New York Dozen: Gen X Architects by Michael J. Crosbie, published by Images Publishing, 2011. Hardcover, 224 pages. (Amazon)

The following review appears in slightly edited form in the Fall 2011 issue of Yale School of Architecture's Constructs.



A June 2011 report by the Center for an Urban Future on the economic impact of New York City’s architecture and design fields asserts, not surprisingly, that the city has “the largest collection of architecture firms of any city in the U.S.” With 8 percent of the nation’s architects, over 1,300 architecture firms call NYC home; as well the number of designers working in the city has almost doubled in the last decade. This density and diversity of talent make singling out particular architects above the rest a difficult task, but Michael J. Crosbie, Chair of the Department of Architecture at the University of Hartford, has taken it upon himself to highlight a dozen young offices that are emblematic of their generation in these still early days of the 21st century.

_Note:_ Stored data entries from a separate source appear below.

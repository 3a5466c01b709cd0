//! LRU-K replacement policy: two-tier admission.
//!
//! A key must be touched K times before it earns a slot in the main cache,
//! which keeps one-off scans from flushing the resident working set. The
//! engine composes two LRU structures plus a value side-map:
//!
//! ```text
//!   ┌───────────────────────────┐      count reaches K      ┌────────────────────┐
//!   │ history: LruCache<K,usize>│ ────────promote──────────►│ resident:          │
//!   │ (touch counts)            │                           │ LruCache<K, V>     │
//!   │ history_values: K → V     │                           │ (the real cache)   │
//!   └───────────────────────────┘                           └────────────────────┘
//! ```
//!
//! A key lives in at most one tier: promotion removes it from history.
//! `history_values` remembers the most recent value seen for a key still in
//! history, so a pure `get`-driven workload can materialize the value at
//! promotion time without refetching from upstream. A key seen only through
//! `get` misses has a count but no remembered value; it cannot be promoted
//! until a `put` supplies one.
//!
//! History is itself an LRU with its own capacity: keys that stop being
//! touched age out of it, and their remembered values are dropped with
//! them, so the side map never outgrows the history capacity.

use std::fmt;
use std::hash::Hash;

use rustc_hash::FxHashMap;

use crate::error::CacheError;
use crate::policy::lru::LruCache;
use crate::traits::CachePolicy;

/// LRU-K cache engine.
///
/// # Example
///
/// ```
/// use cachemux::policy::lru_k::LruKCache;
/// use cachemux::traits::CachePolicy;
///
/// let mut cache = LruKCache::new(2, 8, 4).unwrap();
///
/// cache.put(1, 100);               // first touch: history only
/// assert_eq!(cache.resident_len(), 0);
///
/// // The second touch reaches K = 2: promoted with the remembered value,
/// // and the promoting lookup is already a hit.
/// assert_eq!(cache.get(&1), Some(100));
/// assert_eq!(cache.resident_len(), 1);
/// ```
pub struct LruKCache<K, V>
where
    K: Eq + Hash + Clone,
{
    k: usize,
    history: LruCache<K, usize>,
    history_values: FxHashMap<K, V>,
    resident: LruCache<K, V>,
}

impl<K, V> LruKCache<K, V>
where
    K: Eq + Hash + Clone,
    V: Clone,
{
    /// Creates an LRU-K cache.
    ///
    /// * `k`: touches required for admission to the resident cache.
    /// * `history_capacity`: how many not-yet-admitted keys to track.
    /// * `main_capacity`: resident cache capacity.
    ///
    /// # Errors
    ///
    /// [`CacheError::InvalidCapacity`] if `k`, `history_capacity`, or
    /// `main_capacity` is 0.
    pub fn new(
        k: usize,
        history_capacity: usize,
        main_capacity: usize,
    ) -> Result<Self, CacheError> {
        if k == 0 {
            return Err(CacheError::invalid_capacity("lru-k requires k >= 1"));
        }
        Ok(LruKCache {
            k,
            history: LruCache::new(history_capacity)
                .map_err(|_| CacheError::invalid_capacity("lru-k history capacity must be > 0"))?,
            history_values: FxHashMap::default(),
            resident: LruCache::new(main_capacity)
                .map_err(|_| CacheError::invalid_capacity("lru-k main capacity must be > 0"))?,
        })
    }

    /// Admission threshold K.
    pub fn k(&self) -> usize {
        self.k
    }

    /// Number of keys currently tracked in history.
    pub fn history_len(&self) -> usize {
        self.history.len()
    }

    /// Number of resident entries.
    pub fn resident_len(&self) -> usize {
        self.resident.len()
    }

    /// Returns `true` if `key` is resident (history entries don't count).
    pub fn contains(&self, key: &K) -> bool {
        self.resident.contains(key)
    }

    /// Bumps the history count for `key`; promotes to resident when the
    /// count reaches K, carrying `value` forward.
    fn touch_and_maybe_promote(&mut self, key: K, value: V) {
        let count = self.history.get(&key).unwrap_or(0) + 1;
        if count >= self.k {
            self.resident.put(key.clone(), value);
            self.history.remove(&key);
            self.history_values.remove(&key);
        } else {
            self.record_history(key.clone(), count);
            self.history_values.insert(key, value);
        }
    }

    /// Bumps the history count without remembering a value (get-miss path).
    fn touch_count_only(&mut self, key: &K) {
        let count = self.history.get(key).unwrap_or(0) + 1;
        self.record_history(key.clone(), count);
    }

    /// Writes a count into history, dropping the side-map entry of any key
    /// the history LRU pushes out to do it.
    fn record_history(&mut self, key: K, count: usize) {
        if self.history.len() >= self.history.capacity() && !self.history.contains(&key) {
            if let Some((evicted_key, _)) = self.history.pop_lru() {
                self.history_values.remove(&evicted_key);
            }
        }
        self.history.put(key, count);
    }

    #[cfg(any(test, debug_assertions))]
    pub fn debug_validate_invariants(&self) {
        self.history.debug_validate_invariants();
        self.resident.debug_validate_invariants();
        assert!(self.history_values.len() <= self.history.len());
        for key in self.history_values.keys() {
            assert!(
                self.history.contains(key),
                "remembered value for a key history no longer tracks"
            );
            assert!(
                !self.resident.contains(key),
                "key is in both history and resident"
            );
        }
    }
}

impl<K, V> CachePolicy<K, V> for LruKCache<K, V>
where
    K: Eq + Hash + Clone,
    V: Clone,
{
    fn put(&mut self, key: K, value: V) -> Option<V> {
        if self.resident.contains(&key) {
            return self.resident.put(key, value);
        }
        self.touch_and_maybe_promote(key, value);
        None
    }

    fn get(&mut self, key: &K) -> Option<V> {
        if let Some(value) = self.resident.get(key) {
            return Some(value);
        }

        if let Some(remembered) = self.history_values.get(key).cloned() {
            self.touch_and_maybe_promote(key.clone(), remembered);
            // A hit only if the touch crossed the admission threshold.
            return self.resident.get(key);
        }

        self.touch_count_only(key);
        None
    }

    fn remove(&mut self, key: &K) {
        self.resident.remove(key);
        self.history.remove(key);
        self.history_values.remove(key);
    }

    fn remove_all(&mut self) {
        self.resident.remove_all();
        self.history.remove_all();
        self.history_values.clear();
    }

    fn len(&self) -> usize {
        self.resident.len()
    }

    fn capacity(&self) -> usize {
        self.resident.capacity()
    }
}

impl<K, V> fmt::Debug for LruKCache<K, V>
where
    K: Eq + Hash + Clone,
    V: Clone,
{
    fn fmt(&self, f: &mut fmt::Formatter<'_>) -> fmt::Result {
        f.debug_struct("LruKCache")
            .field("k", &self.k)
            .field("history_len", &self.history.len())
            .field("resident_len", &self.resident.len())
            .field("capacity", &self.resident.capacity())
            .finish_non_exhaustive()
    }
}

Inspired by the popular 1972 book Five Architects: Eisenman, Graves, Gwathmey, Hejduk, Meier—what then New York Times architecture critic Paul Goldberger called the “New York Five,” a moniker that has stuck—Crosbie’s “New York Dozen” includes Andre Kikoski Architect, Architecture in Formation, Arts Corporation, Christoff:Finio Architecture, Della Valle Bernheimer, Leroy Street Studio, LEVENBETTS, MOS, nARCHITECTS, Studio SUMO, Work Architecture Company (WORKac), and WXY Architecture. In a different way Crosbie is also inspired by another former Times critic, Nicolai Ouroussoff, who asserted, when Charles Gwathmey of the New York Five passed away in mid-2009, that in the ensuing decades since the New York Five the country’s creative energy shifted to Los Angeles to nurture a younger generation of architects without equal in New York. (The next day New York Dozen’s Andrew Bernheimer penned an open letter to Ouroussoff at Design Observer, challenging the critic’s assertion.) This collection of 50 projects by 12 firms clearly shows that some of the best architecture of their generation is being created in New York, be it installations, interiors, houses, apartment buildings, or ambitious unbuilt projects of various types. Crosbie’s list, like any, is definitely open to debate, but his semi-objective methods (referencing MoMA PS1’s Young Architects Program and AIANY’s Oculus journal, in particular) have yielded a diverse yet representative crop of architects who embrace collaboration, social and environmental responsibility, and experimentation.

In his introduction Crosbie calls Five Architects “the first self-promotional publication to appear in the new age of media attention to architecture.” Self-promotion in architecture is at an apparent saturation point today, with print and online media encompassing monographs, contemporary collections (of which New York Dozen is a part), magazines, blogs, and architects’ own web pages. In essence, Crosbie’s book resembles the last, in the way it collects photographs, drawings, and the architects’ own words, sometimes adding more than a firm’s own online documentation. Concise statements by the Dozen on their values, philosophies, and practices are helpful lead-ins to the projects, but pushing the content even further beyond what can be found online would have been appreciated; of course, in the print-to-digital content shift underway, that is becoming harder every day.